Hearts can change.  Given enough time and the right conditions, even the most battle-hardened heart can learn to take off the armor, stop contracting into a fist, dare to be soft and exposed.  This process of opening can take a long, long time–a big piece of lifetime or even many lifetimes according to the Buddhists.   Knowing this can bring an easing in itself, a sense that it is alright to take time, to take off the armor and let the wounds heal.

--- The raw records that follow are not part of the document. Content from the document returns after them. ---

use std::collections::HashSet;
use std::f32::consts::PI;

use emath::{Vec2, vec2};
use log::warn;
use serde::Deserialize;
use serde_json::{Map, Number, Value};

use super::model::{Category, Graph, Link, Node, NodeId, RiskLevel};
use crate::util::stable_pair;

const SEED_RADIUS: f32 = 10.0;
const SEED_JITTER: f32 = 2.0;

#[derive(Clone, Debug, Deserialize)]
#[serde(untagged)]
pub enum RawId {
    Text(String),
    Number(Number),
}

impl RawId {
    pub fn into_id(self) -> NodeId {
        match self {
            Self::Text(text) => text,
            Self::Number(number) => number.to_string(),
        }
    }
}

/// Link endpoint as it arrives from callers: a bare id or an embedded node object.
#[derive(Clone, Debug, Deserialize)]
#[serde(untagged)]
pub enum RawEndpoint {
    Id(RawId),
    Node { id: RawId },
}

impl RawEndpoint {
    pub fn into_id(self) -> NodeId {
        match self {
            Self::Id(id) | Self::Node { id } => id.into_id(),
        }
    }
}

#[derive(Clone, Debug, Deserialize)]
#[serde(rename_all = "camelCase")]
pub struct RawNode {
    pub id: RawId,
    #[serde(default)]
    pub label: Option<String>,
    #[serde(default)]
    pub x: Option<f32>,
    #[serde(default)]
    pub y: Option<f32>,
    #[serde(default)]
    pub fx: Option<f32>,
    #[serde(default)]
    pub fy: Option<f32>,
    #[serde(default)]
    pub size: Option<f32>,
    #[serde(default)]
    pub category: Option<Category>,
    #[serde(default)]
    pub risk_level: Option<RiskLevel>,
    #[serde(default)]
    pub group: Option<String>,
    #[serde(default)]
    pub weight: Option<f32>,
    #[serde(flatten)]
    pub extra: Map<String, Value>,
}

#[derive(Clone, Debug, Deserialize)]
#[serde(rename_all = "camelCase")]
pub struct RawLink {
    pub source: RawEndpoint,
    pub target: RawEndpoint,
    #[serde(default)]
    pub weight: Option<f32>,
    #[serde(default)]
    pub value: Option<f32>,
    #[serde(default)]
    pub tx_hash: Option<String>,
    #[serde(default)]
    pub timestamp: Option<i64>,
    #[serde(flatten)]
    pub extra: Map<String, Value>,
}

#[derive(Clone, Debug, Default, Deserialize)]
pub struct RawGraph {
    #[serde(default)]
    pub nodes: Vec<RawNode>,
    #[serde(default, alias = "edges")]
    pub links: Vec<RawLink>,
}

impl RawGraph {
    pub fn from_json_str(raw: &str) -> serde_json::Result<Self> {
        serde_json::from_str(raw)
    }
}

/// Recoverable problem found while building a graph; the offending item is dropped.
#[derive(Clone, Debug, PartialEq, thiserror::Error)]
pub enum InputIssue {
    #[error("duplicate node id {id}")]
    DuplicateNode { id: NodeId },
    #[error("node {id} has invalid size {value}")]
    InvalidRadius { id: NodeId, value: f32 },
    #[error("node {id} has a non-finite pin coordinate")]
    InvalidPin { id: NodeId },
    #[error("link {from} -> {to} references missing node {missing}")]
    DanglingLink {
        from: NodeId,
        to: NodeId,
        missing: NodeId,
    },
    #[error("link {from} -> {to} has invalid weight {weight}")]
    InvalidWeight {
        from: NodeId,
        to: NodeId,
        weight: f32,
    },
}

impl InputIssue {
    fn drops_node(&self) -> bool {
        matches!(
            self,
            Self::DuplicateNode { .. } | Self::InvalidRadius { .. } | Self::InvalidPin { .. }
        )
    }
}

#[derive(Clone, Debug, Default, PartialEq)]
pub struct IngestReport {
    pub issues: Vec<InputIssue>,
}

impl IngestReport {
    pub fn is_clean(&self) -> bool {
        self.issues.is_empty()
    }

    pub fn dropped_nodes(&self) -> usize {
        self.issues.iter().filter(|issue| issue.drops_node()).count()
    }

    pub fn dropped_links(&self) -> usize {
        self.issues.len() - self.dropped_nodes()
    }

    fn record(&mut self, issue: InputIssue) {
        warn!("dropping input: {issue}");
        self.issues.push(issue);
    }
}

impl RawNode {
    fn into_node(self, report: &mut IngestReport) -> Option<(Node, bool)> {
        let id = self.id.into_id();
        let category = self.category.unwrap_or_default();

        let radius = match self.size {
            Some(size) if !size.is_finite() || size < 0.0 => {
                report.record(InputIssue::InvalidRadius { id, value: size });
                return None;
            }
            Some(size) if size > 0.0 => size,
            _ => category.default_radius(),
        };

        if self.fx.is_some_and(|value| !value.is_finite())
            || self.fy.is_some_and(|value| !value.is_finite())
        {
            report.record(InputIssue::InvalidPin { id });
            return None;
        }

        let (position, placed) = match (self.x, self.y) {
            (Some(x), Some(y)) if x.is_finite() && y.is_finite() => (vec2(x, y), true),
            _ => (Vec2::ZERO, false),
        };

        let mut node = Node::new(id, category);
        node.label = self.label;
        node.position = position;
        node.fixed_x = self.fx;
        node.fixed_y = self.fy;
        node.radius = radius;
        node.risk_level = self.risk_level;
        node.group = self.group;
        node.weight = self.weight.filter(|weight| weight.is_finite()).unwrap_or(0.0);
        node.metadata = self.extra;
        Some((node, placed))
    }
}

impl From<RawLink> for Link {
    fn from(raw: RawLink) -> Self {
        let mut link = Link::new(
            raw.source.into_id(),
            raw.target.into_id(),
            raw.weight.or(raw.value).unwrap_or(1.0),
        );
        link.tx_hash = raw.tx_hash;
        link.timestamp = raw.timestamp;
        link.metadata = raw.extra;
        link
    }
}

impl Graph {
    /// Builds a graph from wire input, seeding unplaced nodes around the origin.
    pub fn ingest(raw: RawGraph) -> (Self, IngestReport) {
        Self::ingest_centered(raw, Vec2::ZERO)
    }

    pub fn ingest_centered(raw: RawGraph, center: Vec2) -> (Self, IngestReport) {
        let mut report = IngestReport::default();
        let mut nodes = Vec::with_capacity(raw.nodes.len());
        let mut placed = Vec::with_capacity(raw.nodes.len());
        for raw_node in raw.nodes {
            if let Some((node, is_placed)) = raw_node.into_node(&mut report) {
                nodes.push(node);
                placed.push(is_placed);
            }
        }
        let links = raw.links.into_iter().map(Link::from).collect();
        let graph = Self::assemble(nodes, placed, links, center, &mut report);
        (graph, report)
    }

    /// Validates in-memory nodes and links, dropping whatever breaks the graph invariants.
    pub fn from_parts(nodes: Vec<Node>, links: Vec<Link>) -> (Self, IngestReport) {
        let mut report = IngestReport::default();
        let mut kept = Vec::with_capacity(nodes.len());
        let mut placed = Vec::with_capacity(nodes.len());
        for node in nodes {
            if !node.radius.is_finite() || node.radius < 0.0 {
                report.record(InputIssue::InvalidRadius {
                    value: node.radius,
                    id: node.id,
                });
                continue;
            }
            if node.fixed_x.is_some_and(|value| !value.is_finite())
                || node.fixed_y.is_some_and(|value| !value.is_finite())
            {
                report.record(InputIssue::InvalidPin { id: node.id });
                continue;
            }
            placed.push(node.position.x.is_finite() && node.position.y.is_finite());
            kept.push(node);
        }
        let graph = Self::assemble(kept, placed, links, Vec2::ZERO, &mut report);
        (graph, report)
    }

    fn assemble(
        nodes: Vec<Node>,
        placed: Vec<bool>,
        links: Vec<Link>,
        center: Vec2,
        report: &mut IngestReport,
    ) -> Self {
        let mut seen = HashSet::with_capacity(nodes.len());
        let mut unique = Vec::with_capacity(nodes.len());
        for (mut node, is_placed) in nodes.into_iter().zip(placed) {
            if !seen.insert(node.id.clone()) {
                report.record(InputIssue::DuplicateNode { id: node.id });
                continue;
            }
            if !is_placed {
                node.position = seed_position(&node.id, unique.len(), center);
            }
            if let Some(x) = node.fixed_x {
                node.position.x = x;
            }
            if let Some(y) = node.fixed_y {
                node.position.y = y;
            }
            unique.push(node);
        }

        let mut kept_links = Vec::with_capacity(links.len());
        for link in links {
            let missing = if !seen.contains(&link.source) {
                Some(link.source.clone())
            } else if !seen.contains(&link.target) {
                Some(link.target.clone())
            } else {
                None
            };
            if let Some(missing) = missing {
                report.record(InputIssue::DanglingLink {
                    from: link.source,
                    to: link.target,
                    missing,
                });
                continue;
            }
            if !link.weight.is_finite() || link.weight < 0.0 {
                report.record(InputIssue::InvalidWeight {
                    weight: link.weight,
                    from: link.source,
                    to: link.target,
                });
                continue;
            }
            kept_links.push(link);
        }

        Self::from_trusted(unique, kept_links)
    }
}

/// Phyllotaxis spiral with a small per-id jitter so reruns start from the same layout.
fn seed_position(id: &str, index: usize, center: Vec2) -> Vec2 {
    let radius = SEED_RADIUS * (0.5 + index as f32).sqrt();
    let angle = index as f32 * PI * (3.0 - 5.0_f32.sqrt());
    let (jx, jy) = stable_pair(id);
    center + vec2(angle.cos(), angle.sin()) * radius + vec2(jx, jy) * SEED_JITTER
}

But it’s important not to stop in our healing, to realize the human heart comes to us with innate capacities for opening and connecting with the world, for expressing it’s strength in profound and beautiful ways.  The early Buddhist tradition composed a list of ten “paramitas” or “perfections of the heart.”  Please note:  this does not mean perfection in the sense of an ideal but in the sense of “that which has been accomplished”–that which has been lived through, understood through long and often challenging and sometimes bitter experience.   Here is the list of capacities:  generosity, morality, renunciation, wisdom, energy, patience, truthfulness, determination, lovingkindness, equanimity.

For a long time, I thought heart qualities were wonderful but also maybe a little secondary to this crystalline vision of awakening.  Or maybe they were kid stuff compared to the grown-up stuff of enlightenment.  But recently something struck me, dots were connected, a key turned in a lock.  According to legend, the Buddha meditated and searched for many years, observing the habits of mind that cause suffering, finally awakening and coming to a penetrating understanding of the way things go, the Dharma.   But/and legends abound about the many, many, many previous lifetimes of the Buddha, including animal lifetimes, in which he practiced generosity or patience or truthfulness–lifetimes cultivating the qualities of heart that would support his awakening.

Lately I’ve been wondering why our moments in the light tend to be so brief, and now I think I know why.  We must learn to become vessels, to open, to receive.  The other day, I say a kind of slogan I typically would dismiss–to go forward to have to fall back (or some such).  Now I think it’s based on truth.  To aspire to the higher, to awaken, we must first tend to the qualities of the heart.  This year, instead of fighting fire with fire, I want to try letting my unruly and often aggravating life be a refiner’s fire, making my heart a new kind of vessel.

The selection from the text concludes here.